Since /dev/sda1 is the / directory, /root/ is under / as well as there are no additional partition for /root.

/dev/sdXY = hdX,Y, where X is the harddrive number and Y is the partition number for /dev/sda1 the equivalent is hence hd0,0. 0 is the first number of the harddisk and partition.

root (hd0,0)

setup (hd0)

quit

This installs the grub into MBR.

Kernel panic!

My system encountered kernel panic and stopped.
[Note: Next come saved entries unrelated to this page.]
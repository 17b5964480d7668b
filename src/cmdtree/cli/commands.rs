use super::handlers;
use super::setup::{init_logging, Launcher};
use clap::Parser;
use cmdtree::config::default_config_dir;
use cmdtree::{
    ArgumentSpec, CommandContext, CommandNode, CommandRegistry, Dispatcher, FrameworkConfig,
    ParsedInvocation, Result, StdTerminal, Terminal,
};
use std::process::ExitCode;
use tracing::debug;

type HandlerFn = fn(&mut CommandContext<'_>, &ParsedInvocation) -> Result<()>;

pub fn run() -> ExitCode {
    let launcher = Launcher::parse();
    init_logging();

    let mut term = StdTerminal::new();
    match build_dispatcher(&launcher) {
        Ok(dispatcher) => dispatcher.run(&launcher.args, &mut term).into(),
        Err(err) => {
            let status = err.exit_status();
            // Nothing left to report to if stderr itself fails.
            let _ = term.write_err(&format!("Error: {}\n", err));
            status.into()
        }
    }
}

fn build_dispatcher(launcher: &Launcher) -> Result<Dispatcher> {
    let mut config = match launcher.config_dir.clone().or_else(default_config_dir) {
        Some(dir) => {
            debug!(dir = %dir.display(), "loading config");
            FrameworkConfig::load(&dir)?
        }
        None => FrameworkConfig::default(),
    };
    if let Some(color) = launcher.color {
        config.color = color;
    }
    Dispatcher::from_config(build_registry()?, &config, console::colors_enabled())
}

/// The demo command tree.
pub fn build_registry() -> Result<CommandRegistry> {
    let mut registry = CommandRegistry::new("cmdtree")
        .version(env!("CARGO_PKG_VERSION"))
        .about("Command-tree framework demo");

    registry.register(&[], hello()?)?;
    registry.register(&[], create_user()?)?;
    registry.register(&[], deploy()?)?;
    registry.register(&[], process_items()?)?;
    registry.register(&[], show_info()?)?;
    registry.register(
        &[],
        CommandNode::new("interactive")
            .about("Prompt for a few values")
            .handler(handlers::interactive),
    )?;
    registry.register(
        &[],
        CommandNode::new("validate-email")
            .about("Check an email address")
            .arg(ArgumentSpec::positional("email").help("Address to check"))?
            .handler(handlers::validate_email),
    )?;
    registry.register(
        &[],
        CommandNode::new("dangerous")
            .about("An operation that asks first")
            .confirm("Are you sure you want to continue?")?
            .handler(handlers::dangerous),
    )?;

    register_files(&mut registry)?;
    registry.describe(&["files"], "File operations")?;
    register_calc(&mut registry)?;
    registry.describe(&["calc"], "Calculator")?;
    register_text(&mut registry)?;
    registry.describe(&["text"], "Text utilities")?;

    Ok(registry)
}

fn hello() -> Result<CommandNode> {
    Ok(CommandNode::new("hello")
        .about("Say hello")
        .arg(
            ArgumentSpec::option("name")
                .short('n')
                .default("World")
                .help("Who to greet"),
        )?
        .arg(
            ArgumentSpec::option("count")
                .short('c')
                .integer()
                .default(1)
                .min(1.0)
                .help("How many times"),
        )?
        .arg(
            ArgumentSpec::option("greeting")
                .short('g')
                .default("Hello")
                .help("Greeting word"),
        )?
        .arg(ArgumentSpec::flag("shout").short('s').help("Shout it"))?
        .handler(handlers::hello))
}

fn create_user() -> Result<CommandNode> {
    Ok(CommandNode::new("create-user")
        .about("Create a user")
        .prompt_missing()
        .arg(ArgumentSpec::positional("username").help("Username"))?
        .arg(
            ArgumentSpec::option("email")
                .short('e')
                .optional()
                .help("Email address"),
        )?
        .arg(
            ArgumentSpec::option("age")
                .short('a')
                .integer()
                .range(0.0, 150.0)
                .optional()
                .help("Age"),
        )?
        .arg(
            ArgumentSpec::flag("active")
                .default(true)
                .negated_by("--inactive")
                .help("Whether the account is active"),
        )?
        .handler(handlers::create_user))
}

fn deploy() -> Result<CommandNode> {
    Ok(CommandNode::new("deploy")
        .about("Deploy the application")
        .arg(
            ArgumentSpec::option("env")
                .short('e')
                .one_of(["development", "staging", "production"])
                .default("development")
                .help("Target environment"),
        )?
        .arg(ArgumentSpec::flag("force").short('f').help("Skip safety checks"))?
        .arg(ArgumentSpec::flag("dry_run").help("Show what would happen"))?
        .arg(
            ArgumentSpec::option("config")
                .short('c')
                .optional()
                .help("Config file"),
        )?
        .handler(handlers::deploy))
}

fn process_items() -> Result<CommandNode> {
    Ok(CommandNode::new("process-items")
        .alias("process")
        .about("Process a list of items")
        .arg(
            ArgumentSpec::option("item")
                .short('i')
                .repeated()
                .delimiter(',')
                .help("Item to process"),
        )?
        .arg(ArgumentSpec::flag("verbose").short('v').help("Show each step"))?
        .handler(handlers::process_items))
}

fn show_info() -> Result<CommandNode> {
    Ok(CommandNode::new("show-info")
        .alias("info")
        .about("Show library information")
        .arg(
            ArgumentSpec::option("format")
                .short('f')
                .one_of(["json", "csv", "table"])
                .optional()
                .help("Output format"),
        )?
        .handler(handlers::show_info))
}

fn register_files(registry: &mut CommandRegistry) -> Result<()> {
    registry.register(
        &["files"],
        CommandNode::new("create-file")
            .about("Create a file")
            .arg(ArgumentSpec::positional("filename").help("File to create"))?
            .arg(
                ArgumentSpec::option("content")
                    .short('c')
                    .default("Hello from cmdtree!")
                    .help("File content"),
            )?
            .handler(handlers::create_file),
    )?;
    registry.register(
        &["files"],
        CommandNode::new("read-file")
            .alias("cat")
            .about("Print a file")
            .arg(ArgumentSpec::positional("filename").help("File to read"))?
            .handler(handlers::read_file),
    )?;
    registry.register(
        &["files"],
        CommandNode::new("append-to-file")
            .about("Append a line to a file")
            .arg(ArgumentSpec::positional("filename").help("File to append to"))?
            .arg(ArgumentSpec::positional("content").help("Line to append"))?
            .handler(handlers::append_to_file),
    )
}

fn register_calc(registry: &mut CommandRegistry) -> Result<()> {
    let ops: [(&str, &str, HandlerFn); 4] = [
        ("add", "Add two numbers", handlers::add),
        ("subtract", "Subtract b from a", handlers::subtract),
        ("multiply", "Multiply two numbers", handlers::multiply),
        ("divide", "Divide a by b", handlers::divide),
    ];
    for (name, about, handler) in ops {
        registry.register(
            &["calc"],
            CommandNode::new(name)
                .about(about)
                .arg(ArgumentSpec::positional("a").float().help("First number"))?
                .arg(ArgumentSpec::positional("b").float().help("Second number"))?
                .handler(handler),
        )?;
    }
    Ok(())
}

fn register_text(registry: &mut CommandRegistry) -> Result<()> {
    let ops: [(&str, &str, HandlerFn); 4] = [
        ("upper", "Uppercase text", handlers::upper),
        ("lower", "Lowercase text", handlers::lower),
        ("reverse", "Reverse text", handlers::reverse),
        ("count-words", "Count words", handlers::count_words),
    ];
    for (name, about, handler) in ops {
        registry.register(
            &["text"],
            CommandNode::new(name)
                .about(about)
                .arg(ArgumentSpec::positional("text").help("Text to transform"))?
                .handler(handler),
        )?;
    }
    Ok(())
}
This is because the previously backup grub.conf file points to UUID and the UUID does not exist.

My way of doing it is to remove the UUID and statically define the partition like this:

kernel /boot/vmlinuz-version root=/dev/sda1 ro

UUID is a dynamic way to figure out which partition is which, however it gives problem in my situation. So the kernel line in the grub.conf may look like this:

kernel /boot/vmlinuz-2.6.38-8-generic root=UUID=c2bb0352-8fa3-457a-8bcd-00a35a2783fc ro

To check your partitions’ UUID do this:

blkid

For my situation the UUIDs presented by blkid command were all different from UUIDs in /etc/fstab as well as in grub.conf.

Note that /boot/grub/menu.lst is a symbolic link of /boot/grub/grub.conf, changing grub.conf also changes menu.lst.